WORK TASK
How do the records below read from their first line through the line containing "pub fn with_transactions(mut"? Write those lines out exactly.

SOURCE MATERIAL

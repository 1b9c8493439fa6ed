//! Mock data source for testing without network calls.

use super::{DataSourceError, LeagueDataSource, PlayerDirectory};
use crate::domain::{
    DraftInfo, DraftSelection, LeagueInfo, LeagueUser, LineupAppearance, NflState, PlayerInfo,
    Roster, Season, Transaction,
};
use async_trait::async_trait;
use std::collections::HashMap;
use std::sync::atomic::{AtomicBool, AtomicUsize, Ordering};
use std::sync::Arc;

#[derive(Debug, Clone, Default)]
struct LeagueFixture {
    info: Option<LeagueInfo>,
    rosters: Vec<Roster>,
    users: Vec<LeagueUser>,
    transactions: Vec<Transaction>,
    matchups: Vec<LineupAppearance>,
    drafts: Vec<(DraftInfo, Vec<DraftSelection>)>,
}

/// Mock data source that returns predefined test data.
#[derive(Debug, Clone)]
pub struct MockDataSource {
    leagues: HashMap<String, LeagueFixture>,
    players: PlayerDirectory,
    nfl_state: NflState,
    outage: Arc<AtomicBool>,
    calls: Arc<AtomicUsize>,
}

impl MockDataSource {
    /// Create a new mock data source with empty data.
    pub fn new() -> Self {
        Self {
            leagues: HashMap::new(),
            players: Arc::new(HashMap::new()),
            nfl_state: NflState {
                season: Season::new(2026),
                week: 1,
            },
            outage: Arc::new(AtomicBool::new(false)),
            calls: Arc::new(AtomicUsize::new(0)),
        }
    }

    pub fn with_league(mut self, info: LeagueInfo) -> Self {
        let league_id = info.league_id.clone();
        self.fixture(&league_id).info = Some(info);
        self
    }

    pub fn with_rosters(mut self, league_id: &str, rosters: Vec<Roster>) -> Self {
        self.fixture(league_id).rosters.extend(rosters);
        self
    }

    pub fn with_users(mut self, league_id: &str, users: Vec<LeagueUser>) -> Self {
        self.fixture(league_id).users.extend(users);
        self
    }

    /// Transactions are served from the week matching their `week` field.
    pub fn with_transactions(mut self, league_id: &str, transactions: Vec<Transaction>) -> Self {
        self.fixture(league_id).transactions.extend(transactions);
        self
    }

    pub fn with_matchups(mut self, league_id: &str, matchups: Vec<LineupAppearance>) -> Self {
        self.fixture(league_id).matchups.extend(matchups);
        self
    }

    pub fn with_draft(
        mut self,
        league_id: &str,
        draft: DraftInfo,
        picks: Vec<DraftSelection>,
    ) -> Self {
        self.fixture(league_id).drafts.push((draft, picks));
        self
    }

    pub fn with_players(mut self, players: Vec<PlayerInfo>) -> Self {
        self.players = Arc::new(
            players
                .into_iter()
                .map(|p| (p.player_id.clone(), p))
                .collect(),
        );
        self
    }

    pub fn with_nfl_state(mut self, season: Season, week: u32) -> Self {
        self.nfl_state = NflState { season, week };
        self
    }

    /// Make every call fail with a network error until `set_outage(false)`.
    pub fn with_outage(self) -> Self {
        self.set_outage(true);
        self
    }

    pub fn set_outage(&self, down: bool) {
        self.outage.store(down, Ordering::SeqCst);
    }

    /// Number of fetch calls served so far, including failed ones.
    pub fn call_count(&self) -> usize {
        self.calls.load(Ordering::SeqCst)
    }

    fn fixture(&mut self, league_id: &str) -> &mut LeagueFixture {
        self.leagues.entry(league_id.to_string()).or_default()
    }

    fn league(&self, league_id: &str) -> Result<&LeagueFixture, DataSourceError> {
        self.calls.fetch_add(1, Ordering::SeqCst);
        if self.outage.load(Ordering::SeqCst) {
            return Err(DataSourceError::NetworkError(
                "mock upstream unavailable".to_string(),
            ));
        }
        self.leagues
            .get(league_id)
            .ok_or_else(|| DataSourceError::NotFound(format!("/league/{}", league_id)))
    }

    fn check_up(&self) -> Result<(), DataSourceError> {
        self.calls.fetch_add(1, Ordering::SeqCst);
        if self.outage.load(Ordering::SeqCst) {
            return Err(DataSourceError::NetworkError(
                "mock upstream unavailable".to_string(),
            ));
        }
        Ok(())
    }
}

impl Default for MockDataSource {
    fn default() -> Self {
        Self::new()
    }
}

#[async_trait]
impl LeagueDataSource for MockDataSource {
    async fn fetch_league(&self, league_id: &str) -> Result<LeagueInfo, DataSourceError> {
        self.league(league_id)?
            .info
            .clone()
            .ok_or_else(|| DataSourceError::NotFound(format!("/league/{}", league_id)))
    }

    async fn fetch_rosters(&self, league_id: &str) -> Result<Vec<Roster>, DataSourceError> {
        Ok(self.league(league_id)?.rosters.clone())
    }

    async fn fetch_users(&self, league_id: &str) -> Result<Vec<LeagueUser>, DataSourceError> {
        Ok(self.league(league_id)?.users.clone())
    }

    async fn fetch_transactions(
        &self,
        league_id: &str,
        week: u32,
    ) -> Result<Vec<Transaction>, DataSourceError> {
        Ok(self
            .league(league_id)?
            .transactions
            .iter()
            .filter(|t| t.week == week)
            .cloned()
            .collect())
    }

    async fn fetch_matchups(
        &self,
        league_id: &str,
        week: u32,
    ) -> Result<Vec<LineupAppearance>, DataSourceError> {
        Ok(self
            .league(league_id)?
            .matchups
            .iter()
            .filter(|m| m.week == week)
            .cloned()
            .collect())
    }

    async fn fetch_drafts(&self, league_id: &str) -> Result<Vec<DraftInfo>, DataSourceError> {
        Ok(self
            .league(league_id)?
            .drafts
            .iter()
            .map(|(d, _)| d.clone())
            .collect())
    }

    async fn fetch_draft_picks(
        &self,
        draft: &DraftInfo,
    ) -> Result<Vec<DraftSelection>, DataSourceError> {
        self.check_up()?;
        Ok(self
            .leagues
            .values()
            .flat_map(|l| l.drafts.iter())
            .filter(|(d, _)| d.draft_id == draft.draft_id)
            .flat_map(|(_, picks)| picks.iter().cloned())
            .collect())
    }

    async fn fetch_players(&self) -> Result<PlayerDirectory, DataSourceError> {
        self.check_up()?;
        Ok(self.players.clone())
    }

    async fn fetch_nfl_state(&self) -> Result<NflState, DataSourceError> {
        self.check_up()?;
        Ok(self.nfl_state)
    }
}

EXPECTED OUTPUT
repository 1b9c8493439fa6ed
//! Mock data source for testing without network calls.

use super::{DataSourceError, LeagueDataSource, PlayerDirectory};
use crate::domain::{
    DraftInfo, DraftSelection, LeagueInfo, LeagueUser, LineupAppearance, NflState, PlayerInfo,
    Roster, Season, Transaction,
};
use async_trait::async_trait;
use std::collections::HashMap;
use std::sync::atomic::{AtomicBool, AtomicUsize, Ordering};
use std::sync::Arc;

#[derive(Debug, Clone, Default)]
struct LeagueFixture {
    info: Option<LeagueInfo>,
    rosters: Vec<Roster>,
    users: Vec<LeagueUser>,
    transactions: Vec<Transaction>,
    matchups: Vec<LineupAppearance>,
    drafts: Vec<(DraftInfo, Vec<DraftSelection>)>,
}

/// Mock data source that returns predefined test data.
#[derive(Debug, Clone)]
pub struct MockDataSource {
    leagues: HashMap<String, LeagueFixture>,
    players: PlayerDirectory,
    nfl_state: NflState,
    outage: Arc<AtomicBool>,
    calls: Arc<AtomicUsize>,
}

impl MockDataSource {
    /// Create a new mock data source with empty data.
    pub fn new() -> Self {
        Self {
            leagues: HashMap::new(),
            players: Arc::new(HashMap::new()),
            nfl_state: NflState {
                season: Season::new(2026),
                week: 1,
            },
            outage: Arc::new(AtomicBool::new(false)),
            calls: Arc::new(AtomicUsize::new(0)),
        }
    }

    pub fn with_league(mut self, info: LeagueInfo) -> Self {
        let league_id = info.league_id.clone();
        self.fixture(&league_id).info = Some(info);
        self
    }

    pub fn with_rosters(mut self, league_id: &str, rosters: Vec<Roster>) -> Self {
        self.fixture(league_id).rosters.extend(rosters);
        self
    }

    pub fn with_users(mut self, league_id: &str, users: Vec<LeagueUser>) -> Self {
        self.fixture(league_id).users.extend(users);
        self
    }

    /// Transactions are served from the week matching their `week` field.
    pub fn with_transactions(mut self, league_id: &str, transactions: Vec<Transaction>) -> Self {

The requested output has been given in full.